HEB International Supermarkets and the Banco de Alimentos de Caritas de Monterrey

 

Authors

Carlos Romero

Gerardo Lozano

Loretta Serrano

University

EGADE Business School Mexico

Published in

2003

This case describes an alliance forged by two completely different organizations: HEB, an American for-profit company that owned and operated a regional supermarket chain, and Monterrey’s Food Bank (BACM, for its acronym in Spanish), a civil society organization affiliated to Cáritas, a Catholic worldwide charitable institution.

Both organizations included a similar goal in their mission –helping the needy. To this end, HEB donated food, and BACM sorted and distributed food –received as in-kind donations or purchased at low cost- to poor communities (direct assistance) and social assistance institutions like homes, asylums, orphanages, shelters, hospitals, and schools (indirect assistance). The case describes how both organizations came together, a process that started when HEB was about to open its first store in Monterrey, Nuevo León, in 1996. At that time, BACM was challenged to expand its assistance to more welfare institutions and more needy communities with better food to mitigate malnutrition.

While several government programs had been launched to fight it, malnutrition remained a severe problem. According to Mexico’s Health Secretary, malnutrition was the fifth cause for child mortality in 1996, when HEB and BACM started their partnership.
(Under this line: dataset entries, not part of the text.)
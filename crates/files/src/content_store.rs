//! Content-addressed attachment storage.
//!
//! Files are stored under their SHA-256 digest:
//!
//! ```text
//! <root>/files/sha256/<shard1>/<shard2>/<hash>
//! ```
//!
//! and exposed as `<public base url>/files/sha256/<hash>`. Storing the same bytes twice is not
//! an error; both calls resolve to the same URL. Writes go to a uniquely named staging file that
//! is renamed into place, so two uploads racing on identical content cannot leave a partial file.

use crate::{
    AttachmentFile, AttachmentMode, AttachmentPort, UploadError, UploadResult, FILES_FOLDER_NAME,
};
use async_trait::async_trait;
use hims_uuid::EntityId;
use sha2::{Digest, Sha256};
use std::path::{Path, PathBuf};

const HASH_FOLDER_NAME: &str = "sha256";

/// Default [`AttachmentPort`]: writes files to local content-addressed storage.
#[derive(Debug)]
pub struct ContentStoreUploader {
    root_directory: PathBuf,
    public_base_url: String,
}

impl ContentStoreUploader {
    /// Creates an uploader rooted at `root_directory`.
    ///
    /// # Errors
    ///
    /// Returns [`UploadError::InvalidRootDirectory`] if the directory does not exist, is not a
    /// directory, or cannot be canonicalised.
    pub fn new(root_directory: &Path, public_base_url: &str) -> UploadResult<Self> {
        if !root_directory.is_dir() {
            return Err(UploadError::InvalidRootDirectory(format!(
                "Not an existing directory: {}",
                root_directory.display()
            )));
        }

        let root_directory = root_directory.canonicalize().map_err(|e| {
            UploadError::InvalidRootDirectory(format!(
                "Cannot canonicalize path {}: {}",
                root_directory.display(),
                e
            ))
        })?;

        Ok(Self {
            root_directory,
            public_base_url: public_base_url.trim_end_matches('/').to_owned(),
        })
    }

    pub fn root_directory(&self) -> &Path {
        &self.root_directory
    }

    /// Public URL for a stored hash.
    pub fn url_for(&self, hash: &str) -> String {
        format!(
            "{}/{}/{}/{}",
            self.public_base_url, FILES_FOLDER_NAME, HASH_FOLDER_NAME, hash
        )
    }

    /// Reads back a stored file.
    ///
    /// # Errors
    ///
    /// - [`UploadError::InvalidHash`] unless `hash` is 64 lowercase hex characters
    /// - [`UploadError::NotFound`] if nothing is stored under it
    pub async fn read(&self, hash: &str) -> UploadResult<Vec<u8>> {
        if !is_sha256_hex(hash) {
            return Err(UploadError::InvalidHash(hash.to_owned()));
        }
        let path = self.storage_path(hash);
        if !tokio::fs::try_exists(&path).await? {
            return Err(UploadError::NotFound(hash.to_owned()));
        }
        Ok(tokio::fs::read(&path).await?)
    }

    /// `files/sha256/<shard1>/<shard2>/<hash>`, relative to the root.
    fn relative_path(hash: &str) -> PathBuf {
        PathBuf::from(FILES_FOLDER_NAME)
            .join(HASH_FOLDER_NAME)
            .join(&hash[0..2])
            .join(&hash[2..4])
            .join(hash)
    }

    fn storage_path(&self, hash: &str) -> PathBuf {
        self.root_directory.join(Self::relative_path(hash))
    }
}

#[async_trait]
impl AttachmentPort for ContentStoreUploader {
    fn mode(&self) -> AttachmentMode {
        AttachmentMode::Store
    }

    async fn upload(&self, file: &AttachmentFile) -> UploadResult<String> {
        let hash = hex::encode(Sha256::digest(&file.bytes));
        let storage_path = self.storage_path(&hash);
        let url = self.url_for(&hash);

        if tokio::fs::try_exists(&storage_path).await? {
            tracing::debug!(%hash, file_name = %file.file_name, "attachment already stored");
            return Ok(url);
        }

        if let Some(parent) = storage_path.parent() {
            tokio::fs::create_dir_all(parent).await?;
        }

        let staging = storage_path.with_extension(format!("{}.tmp", EntityId::new()));
        write_staged(&staging, &storage_path, &file.bytes).await?;

        tracing::info!(
            %hash,
            file_name = %file.file_name,
            size_bytes = file.size(),
            "attachment stored"
        );
        Ok(url)
    }
}

/// Writes `bytes` to `staging` and renames it over `target`. On any failure the staging file
/// is removed, so a half-written file never outlives the call.
async fn write_staged(staging: &Path, target: &Path, bytes: &[u8]) -> std::io::Result<()> {
    let written = match tokio::fs::write(staging, bytes).await {
        Ok(()) => tokio::fs::rename(staging, target).await,
        Err(e) => Err(e),
    };
    if written.is_err() {
        match tokio::fs::remove_file(staging).await {
            Ok(()) => {}
            Err(cleanup) if cleanup.kind() == std::io::ErrorKind::NotFound => {}
            Err(cleanup) => {
                tracing::warn!(path = %staging.display(), error = %cleanup, "failed to remove staging file");
            }
        }
    }
    written
}

fn is_sha256_hex(input: &str) -> bool {
    input.len() == 64 && input.bytes().all(|b| matches!(b, b'0'..=b'9' | b'a'..=b'f'))
}

#[cfg(test)]
mod tests {
    use super::*;
    use crate::policy::fixtures::{JPEG, PNG};
    use tempfile::TempDir;

    fn uploader(temp: &TempDir) -> ContentStoreUploader {
        ContentStoreUploader::new(temp.path(), "http://localhost:3000/").unwrap()
    }

    fn png() -> AttachmentFile {
        AttachmentFile::new("scan.png", "image/png", PNG.to_vec())
    }

    #[test]
    fn new_rejects_missing_or_non_directory_root() {
        let temp = TempDir::new().unwrap();
        assert!(matches!(
            ContentStoreUploader::new(&temp.path().join("missing"), "http://x"),
            Err(UploadError::InvalidRootDirectory(_))
        ));

        let file = temp.path().join("file.txt");
        std::fs::write(&file, "not a directory").unwrap();
        assert!(matches!(
            ContentStoreUploader::new(&file, "http://x"),
            Err(UploadError::InvalidRootDirectory(_))
        ));
    }

    #[tokio::test]
    async fn upload_stores_under_sharded_hash_path() {
        let temp = TempDir::new().unwrap();
        let uploader = uploader(&temp);

        let url = uploader.upload(&png()).await.unwrap();
        let hash = hex::encode(Sha256::digest(PNG));
        assert_eq!(url, format!("http://localhost:3000/files/sha256/{hash}"));

        let on_disk = uploader
            .root_directory()
            .join("files/sha256")
            .join(&hash[0..2])
            .join(&hash[2..4])
            .join(&hash);
        assert_eq!(std::fs::read(on_disk).unwrap(), PNG);
        assert_eq!(uploader.read(&hash).await.unwrap(), PNG);
    }

    #[tokio::test]
    async fn identical_content_yields_identical_url() {
        let temp = TempDir::new().unwrap();
        let uploader = uploader(&temp);

        let first = uploader.upload(&png()).await.unwrap();
        let mut renamed = png();
        renamed.file_name = "copy.png".into();
        let second = uploader.upload(&renamed).await.unwrap();
        assert_eq!(first, second);
    }

    #[tokio::test]
    async fn racing_uploads_both_resolve() {
        let temp = TempDir::new().unwrap();
        let uploader = uploader(&temp);
        let (first, second) = (png(), png());
        let jpeg = AttachmentFile::new("photo.jpg", "image/jpeg", JPEG.to_vec());

        let (a, b, c) = tokio::join!(
            uploader.upload(&first),
            uploader.upload(&second),
            uploader.upload(&jpeg)
        );
        let (a, b, c) = (a.unwrap(), b.unwrap(), c.unwrap());
        assert_eq!(a, b);
        assert_ne!(a, c);

        let hash = c.rsplit('/').next().unwrap();
        assert_eq!(uploader.read(hash).await.unwrap(), JPEG);
    }

    #[tokio::test]
    async fn failed_staged_write_leaves_no_staging_file() {
        let temp = TempDir::new().unwrap();

        let target = temp.path().join("occupied");
        std::fs::create_dir(&target).unwrap();
        std::fs::write(target.join("keep"), b"x").unwrap();
        let staging = temp.path().join("occupied.1.tmp");
        assert!(write_staged(&staging, &target, PNG).await.is_err());
        assert!(!staging.exists());

        let staging = temp.path().join("missing/dir/blob.tmp");
        let target = temp.path().join("missing/dir/blob");
        assert!(write_staged(&staging, &target, PNG).await.is_err());
        assert!(!staging.exists());
        assert!(!target.exists());
    }

    #[tokio::test]
    async fn read_validates_hash_and_reports_missing() {
        let temp = TempDir::new().unwrap();
        let uploader = uploader(&temp);

        assert!(matches!(
            uploader.read("../../etc/passwd").await,
            Err(UploadError::InvalidHash(_))
        ));
        let absent = "0".repeat(64);
        assert!(matches!(
            uploader.read(&absent).await,
            Err(UploadError::NotFound(_))
        ));
    }

    #[test]
    fn mode_is_store() {
        let temp = TempDir::new().unwrap();
        assert_eq!(uploader(&temp).mode(), AttachmentMode::Store);
    }
}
The National Food Survey (ENAL) showed that 45% of Mexican children under the age of five suffered some form of malnutrition; 36% of the children affected by malnutrition lived in the state of Nuevo León, where BACM was based.

Malnutrition worsened in the southern region of Nuevo León, as 26% to 50% of children under five were affected by it, as reported by the “Nutritional Diagnosis on Families and Children under Five Years of Age in Nuevo León State,” a research study conducted by BACM and Universidad Autónoma de Nuevo León, Nuevo León DIF, and the Health and Assistance Secretariat in 2000-2001. State administrations were further constrained to tackle this issue, as they depended on federal funding. As a result, state programs were very restricted in scope and outcomes.

BACM needed to build an alliance with an organization that would provide the products needed by a food bank, and HEB wanted to find a way to get rid of and distribute the damaged goods that were not fit for sale. For both organizations, food banks (FBs) were core features in their institutional initiatives. The alliance was a means to make FBs feasible in order for both organizations to fulfill their missions.

This case provides an opportunity to understand how alliances deepen over time, as well as to learn to identify relevant agents for their consolidation.